**Problem requirements**
Given the records below, would you repeat exactly the lines that begin at the one containing "Top-level configuration schema." and end at the one containing "pub fn apply_env_overrides(&mut", inclusive?

======== Exercise material ========

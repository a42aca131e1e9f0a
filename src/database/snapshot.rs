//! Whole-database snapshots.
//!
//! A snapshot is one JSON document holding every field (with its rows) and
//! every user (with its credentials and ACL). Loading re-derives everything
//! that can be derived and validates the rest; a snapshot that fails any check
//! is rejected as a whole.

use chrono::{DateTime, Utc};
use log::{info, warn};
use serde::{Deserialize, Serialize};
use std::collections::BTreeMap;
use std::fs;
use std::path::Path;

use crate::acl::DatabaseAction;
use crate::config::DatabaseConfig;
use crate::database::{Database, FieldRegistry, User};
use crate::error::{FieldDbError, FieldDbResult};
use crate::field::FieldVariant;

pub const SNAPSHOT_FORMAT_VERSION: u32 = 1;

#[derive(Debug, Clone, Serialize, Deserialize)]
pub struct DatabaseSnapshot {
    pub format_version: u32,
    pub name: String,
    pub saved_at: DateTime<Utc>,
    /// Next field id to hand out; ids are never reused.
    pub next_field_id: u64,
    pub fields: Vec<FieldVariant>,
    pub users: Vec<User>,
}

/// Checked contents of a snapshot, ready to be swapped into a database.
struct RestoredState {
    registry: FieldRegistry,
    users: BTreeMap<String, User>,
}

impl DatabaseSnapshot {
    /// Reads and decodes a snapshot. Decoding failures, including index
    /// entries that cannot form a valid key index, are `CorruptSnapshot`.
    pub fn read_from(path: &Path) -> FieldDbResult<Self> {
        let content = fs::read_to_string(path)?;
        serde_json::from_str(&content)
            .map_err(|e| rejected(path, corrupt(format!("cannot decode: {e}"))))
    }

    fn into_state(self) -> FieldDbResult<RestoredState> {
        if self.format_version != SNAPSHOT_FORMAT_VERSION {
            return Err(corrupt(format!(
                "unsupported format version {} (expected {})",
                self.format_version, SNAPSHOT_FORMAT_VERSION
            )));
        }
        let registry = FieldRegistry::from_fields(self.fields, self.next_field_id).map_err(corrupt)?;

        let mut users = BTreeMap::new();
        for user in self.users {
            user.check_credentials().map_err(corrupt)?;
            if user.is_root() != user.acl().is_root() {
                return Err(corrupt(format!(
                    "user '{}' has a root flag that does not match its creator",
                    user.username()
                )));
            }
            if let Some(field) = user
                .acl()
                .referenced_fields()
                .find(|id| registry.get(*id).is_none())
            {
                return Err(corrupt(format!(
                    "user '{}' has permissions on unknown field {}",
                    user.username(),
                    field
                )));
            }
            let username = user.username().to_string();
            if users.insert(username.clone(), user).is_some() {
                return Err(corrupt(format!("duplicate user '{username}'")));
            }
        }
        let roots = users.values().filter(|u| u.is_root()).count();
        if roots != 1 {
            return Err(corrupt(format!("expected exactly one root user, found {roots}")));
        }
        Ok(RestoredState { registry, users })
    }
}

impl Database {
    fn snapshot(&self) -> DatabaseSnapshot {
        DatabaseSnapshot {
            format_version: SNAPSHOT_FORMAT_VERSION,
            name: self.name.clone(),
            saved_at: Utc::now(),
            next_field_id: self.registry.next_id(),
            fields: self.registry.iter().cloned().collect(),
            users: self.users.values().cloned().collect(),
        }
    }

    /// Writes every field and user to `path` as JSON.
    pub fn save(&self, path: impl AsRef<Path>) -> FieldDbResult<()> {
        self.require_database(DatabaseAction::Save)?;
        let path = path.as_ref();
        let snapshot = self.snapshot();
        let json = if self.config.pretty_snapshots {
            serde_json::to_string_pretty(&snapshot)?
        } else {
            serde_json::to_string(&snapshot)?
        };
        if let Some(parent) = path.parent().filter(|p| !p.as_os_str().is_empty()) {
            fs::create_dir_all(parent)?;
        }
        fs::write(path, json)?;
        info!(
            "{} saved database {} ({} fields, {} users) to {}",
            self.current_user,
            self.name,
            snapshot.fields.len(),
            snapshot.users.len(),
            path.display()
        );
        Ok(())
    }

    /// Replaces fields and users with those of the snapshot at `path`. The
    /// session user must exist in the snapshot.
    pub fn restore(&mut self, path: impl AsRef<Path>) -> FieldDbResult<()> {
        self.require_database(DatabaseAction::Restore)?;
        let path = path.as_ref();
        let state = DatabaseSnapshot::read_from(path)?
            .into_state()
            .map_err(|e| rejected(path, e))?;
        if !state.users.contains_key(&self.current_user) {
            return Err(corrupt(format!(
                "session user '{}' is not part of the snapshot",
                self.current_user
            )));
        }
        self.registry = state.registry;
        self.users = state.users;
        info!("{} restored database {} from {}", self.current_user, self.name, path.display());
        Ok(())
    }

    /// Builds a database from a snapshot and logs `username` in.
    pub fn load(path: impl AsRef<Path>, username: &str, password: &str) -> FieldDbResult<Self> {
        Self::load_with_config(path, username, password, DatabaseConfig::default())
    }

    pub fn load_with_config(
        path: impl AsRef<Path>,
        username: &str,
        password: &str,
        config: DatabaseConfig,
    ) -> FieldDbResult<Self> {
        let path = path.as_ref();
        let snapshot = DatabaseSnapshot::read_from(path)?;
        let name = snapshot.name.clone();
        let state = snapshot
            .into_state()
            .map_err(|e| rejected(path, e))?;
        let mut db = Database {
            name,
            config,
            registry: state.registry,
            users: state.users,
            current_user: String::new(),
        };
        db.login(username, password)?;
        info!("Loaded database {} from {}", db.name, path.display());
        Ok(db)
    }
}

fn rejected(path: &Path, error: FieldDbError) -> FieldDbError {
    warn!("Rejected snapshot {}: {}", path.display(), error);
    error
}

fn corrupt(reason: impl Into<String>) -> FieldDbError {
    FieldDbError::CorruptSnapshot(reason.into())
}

========
======== Exercise material ========

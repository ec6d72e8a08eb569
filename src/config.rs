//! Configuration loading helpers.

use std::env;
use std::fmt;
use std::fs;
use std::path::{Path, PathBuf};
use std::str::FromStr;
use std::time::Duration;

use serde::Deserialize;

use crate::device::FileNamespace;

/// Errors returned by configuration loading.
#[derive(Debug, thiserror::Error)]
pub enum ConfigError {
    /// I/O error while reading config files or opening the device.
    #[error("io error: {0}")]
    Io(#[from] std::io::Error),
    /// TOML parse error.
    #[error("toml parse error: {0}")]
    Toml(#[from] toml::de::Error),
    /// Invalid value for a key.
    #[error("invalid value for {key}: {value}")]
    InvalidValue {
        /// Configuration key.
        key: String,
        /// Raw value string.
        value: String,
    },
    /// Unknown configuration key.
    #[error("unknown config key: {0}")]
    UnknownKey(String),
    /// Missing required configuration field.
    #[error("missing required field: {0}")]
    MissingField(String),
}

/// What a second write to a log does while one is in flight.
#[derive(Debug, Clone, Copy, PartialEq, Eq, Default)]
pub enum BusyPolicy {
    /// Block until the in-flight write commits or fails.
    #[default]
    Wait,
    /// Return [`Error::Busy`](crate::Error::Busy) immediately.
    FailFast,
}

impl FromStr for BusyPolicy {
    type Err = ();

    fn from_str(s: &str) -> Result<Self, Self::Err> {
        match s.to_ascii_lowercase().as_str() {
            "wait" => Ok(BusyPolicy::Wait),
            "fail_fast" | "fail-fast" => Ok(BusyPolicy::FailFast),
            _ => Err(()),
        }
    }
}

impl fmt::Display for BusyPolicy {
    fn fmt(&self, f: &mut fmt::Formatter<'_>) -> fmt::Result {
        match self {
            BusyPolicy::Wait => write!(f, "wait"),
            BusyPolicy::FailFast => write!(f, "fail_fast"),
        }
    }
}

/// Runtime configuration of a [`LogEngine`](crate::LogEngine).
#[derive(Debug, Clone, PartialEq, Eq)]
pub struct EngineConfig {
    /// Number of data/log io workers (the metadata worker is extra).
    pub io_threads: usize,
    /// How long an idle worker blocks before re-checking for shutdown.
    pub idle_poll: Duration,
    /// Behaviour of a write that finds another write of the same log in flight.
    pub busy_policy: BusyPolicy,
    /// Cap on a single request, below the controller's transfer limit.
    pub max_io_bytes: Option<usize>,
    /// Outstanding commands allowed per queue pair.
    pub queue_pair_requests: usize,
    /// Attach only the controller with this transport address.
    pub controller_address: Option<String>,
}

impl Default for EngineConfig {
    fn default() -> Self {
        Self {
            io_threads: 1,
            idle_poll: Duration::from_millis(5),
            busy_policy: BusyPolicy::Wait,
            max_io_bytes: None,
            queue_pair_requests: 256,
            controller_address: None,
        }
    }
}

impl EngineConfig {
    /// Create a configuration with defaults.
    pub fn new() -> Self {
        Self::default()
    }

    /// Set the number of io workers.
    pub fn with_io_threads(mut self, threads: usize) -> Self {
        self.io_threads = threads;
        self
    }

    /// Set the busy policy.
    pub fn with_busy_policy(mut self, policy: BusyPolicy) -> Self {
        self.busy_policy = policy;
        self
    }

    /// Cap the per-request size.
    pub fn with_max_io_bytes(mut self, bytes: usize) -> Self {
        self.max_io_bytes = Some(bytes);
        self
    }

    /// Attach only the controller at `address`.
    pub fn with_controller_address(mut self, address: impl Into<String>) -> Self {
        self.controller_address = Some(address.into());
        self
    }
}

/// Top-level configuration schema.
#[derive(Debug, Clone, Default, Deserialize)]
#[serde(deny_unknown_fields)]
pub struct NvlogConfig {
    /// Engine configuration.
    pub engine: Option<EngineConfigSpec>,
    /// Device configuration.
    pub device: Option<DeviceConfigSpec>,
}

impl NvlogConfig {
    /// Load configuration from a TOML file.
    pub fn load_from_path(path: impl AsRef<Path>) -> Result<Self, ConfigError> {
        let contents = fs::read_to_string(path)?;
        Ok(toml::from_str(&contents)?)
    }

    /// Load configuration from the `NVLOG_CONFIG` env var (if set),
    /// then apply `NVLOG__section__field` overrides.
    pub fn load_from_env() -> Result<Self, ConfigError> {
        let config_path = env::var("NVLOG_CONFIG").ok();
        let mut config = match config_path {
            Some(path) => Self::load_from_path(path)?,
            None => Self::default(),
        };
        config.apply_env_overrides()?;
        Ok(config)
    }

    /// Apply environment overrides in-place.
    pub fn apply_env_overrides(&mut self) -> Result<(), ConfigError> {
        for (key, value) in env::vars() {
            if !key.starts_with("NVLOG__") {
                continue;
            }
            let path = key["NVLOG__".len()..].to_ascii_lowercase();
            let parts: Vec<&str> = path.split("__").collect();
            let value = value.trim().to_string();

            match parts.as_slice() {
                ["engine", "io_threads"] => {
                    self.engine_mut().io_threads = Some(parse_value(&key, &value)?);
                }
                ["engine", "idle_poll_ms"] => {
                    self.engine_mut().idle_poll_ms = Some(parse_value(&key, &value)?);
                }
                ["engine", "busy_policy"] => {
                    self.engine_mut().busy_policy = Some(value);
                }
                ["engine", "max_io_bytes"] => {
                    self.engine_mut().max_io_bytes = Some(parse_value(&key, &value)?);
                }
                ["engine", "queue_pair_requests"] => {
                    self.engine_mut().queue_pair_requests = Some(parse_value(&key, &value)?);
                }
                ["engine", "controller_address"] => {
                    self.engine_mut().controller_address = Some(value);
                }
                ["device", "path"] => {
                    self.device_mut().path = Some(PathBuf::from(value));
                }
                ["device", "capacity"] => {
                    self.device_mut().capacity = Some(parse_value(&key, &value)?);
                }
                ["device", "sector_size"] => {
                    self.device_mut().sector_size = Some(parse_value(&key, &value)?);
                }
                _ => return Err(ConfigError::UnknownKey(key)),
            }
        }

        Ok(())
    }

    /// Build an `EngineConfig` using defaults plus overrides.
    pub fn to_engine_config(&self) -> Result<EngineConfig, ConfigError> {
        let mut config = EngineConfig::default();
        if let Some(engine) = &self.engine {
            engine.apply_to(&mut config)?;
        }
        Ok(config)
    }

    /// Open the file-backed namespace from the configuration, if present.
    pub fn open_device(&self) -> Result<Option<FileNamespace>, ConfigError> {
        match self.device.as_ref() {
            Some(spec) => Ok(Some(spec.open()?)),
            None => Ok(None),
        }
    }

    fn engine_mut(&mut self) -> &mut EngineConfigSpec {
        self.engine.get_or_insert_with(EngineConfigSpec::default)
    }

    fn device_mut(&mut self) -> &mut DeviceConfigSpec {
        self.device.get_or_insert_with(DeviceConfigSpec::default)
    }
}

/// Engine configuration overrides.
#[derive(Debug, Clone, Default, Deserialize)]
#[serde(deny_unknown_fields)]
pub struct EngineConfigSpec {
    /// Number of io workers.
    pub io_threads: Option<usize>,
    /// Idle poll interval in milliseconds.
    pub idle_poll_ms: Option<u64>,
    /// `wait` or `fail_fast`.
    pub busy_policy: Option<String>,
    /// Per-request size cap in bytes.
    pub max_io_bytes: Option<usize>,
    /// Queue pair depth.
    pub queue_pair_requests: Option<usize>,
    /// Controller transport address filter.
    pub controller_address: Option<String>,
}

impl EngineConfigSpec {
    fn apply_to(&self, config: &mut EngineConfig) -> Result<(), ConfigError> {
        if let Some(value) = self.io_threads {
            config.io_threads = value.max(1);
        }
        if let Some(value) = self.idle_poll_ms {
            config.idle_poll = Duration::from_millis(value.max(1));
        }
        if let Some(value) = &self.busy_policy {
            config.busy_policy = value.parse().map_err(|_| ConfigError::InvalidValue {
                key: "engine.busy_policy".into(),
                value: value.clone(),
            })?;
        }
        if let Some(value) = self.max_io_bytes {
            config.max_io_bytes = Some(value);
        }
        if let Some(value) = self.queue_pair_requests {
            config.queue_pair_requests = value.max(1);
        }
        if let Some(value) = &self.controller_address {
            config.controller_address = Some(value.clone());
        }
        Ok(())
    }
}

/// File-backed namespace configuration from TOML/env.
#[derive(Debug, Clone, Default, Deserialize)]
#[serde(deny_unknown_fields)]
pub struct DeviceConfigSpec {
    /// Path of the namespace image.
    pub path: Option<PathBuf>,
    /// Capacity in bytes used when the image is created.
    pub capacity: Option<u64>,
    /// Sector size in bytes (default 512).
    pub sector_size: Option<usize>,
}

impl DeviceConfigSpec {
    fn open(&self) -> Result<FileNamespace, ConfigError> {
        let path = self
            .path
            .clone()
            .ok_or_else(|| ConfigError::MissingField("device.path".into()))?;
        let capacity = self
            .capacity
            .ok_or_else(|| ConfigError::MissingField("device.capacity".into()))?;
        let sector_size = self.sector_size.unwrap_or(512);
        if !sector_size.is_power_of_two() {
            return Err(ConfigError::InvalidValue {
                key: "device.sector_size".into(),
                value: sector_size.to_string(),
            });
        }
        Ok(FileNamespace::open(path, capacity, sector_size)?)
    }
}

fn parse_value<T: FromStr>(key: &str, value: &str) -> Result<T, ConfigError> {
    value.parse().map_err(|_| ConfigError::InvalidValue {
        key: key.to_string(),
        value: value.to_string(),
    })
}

========

**Response**
/// Top-level configuration schema.
#[derive(Debug, Clone, Default, Deserialize)]
#[serde(deny_unknown_fields)]
pub struct NvlogConfig {
    /// Engine configuration.
    pub engine: Option<EngineConfigSpec>,
    /// Device configuration.
    pub device: Option<DeviceConfigSpec>,
}

impl NvlogConfig {
    /// Load configuration from a TOML file.
    pub fn load_from_path(path: impl AsRef<Path>) -> Result<Self, ConfigError> {
        let contents = fs::read_to_string(path)?;
        Ok(toml::from_str(&contents)?)
    }

    /// Load configuration from the `NVLOG_CONFIG` env var (if set),
    /// then apply `NVLOG__section__field` overrides.
    pub fn load_from_env() -> Result<Self, ConfigError> {
        let config_path = env::var("NVLOG_CONFIG").ok();
        let mut config = match config_path {
            Some(path) => Self::load_from_path(path)?,
            None => Self::default(),
        };
        config.apply_env_overrides()?;
        Ok(config)
    }

    /// Apply environment overrides in-place.
    pub fn apply_env_overrides(&mut self) -> Result<(), ConfigError> {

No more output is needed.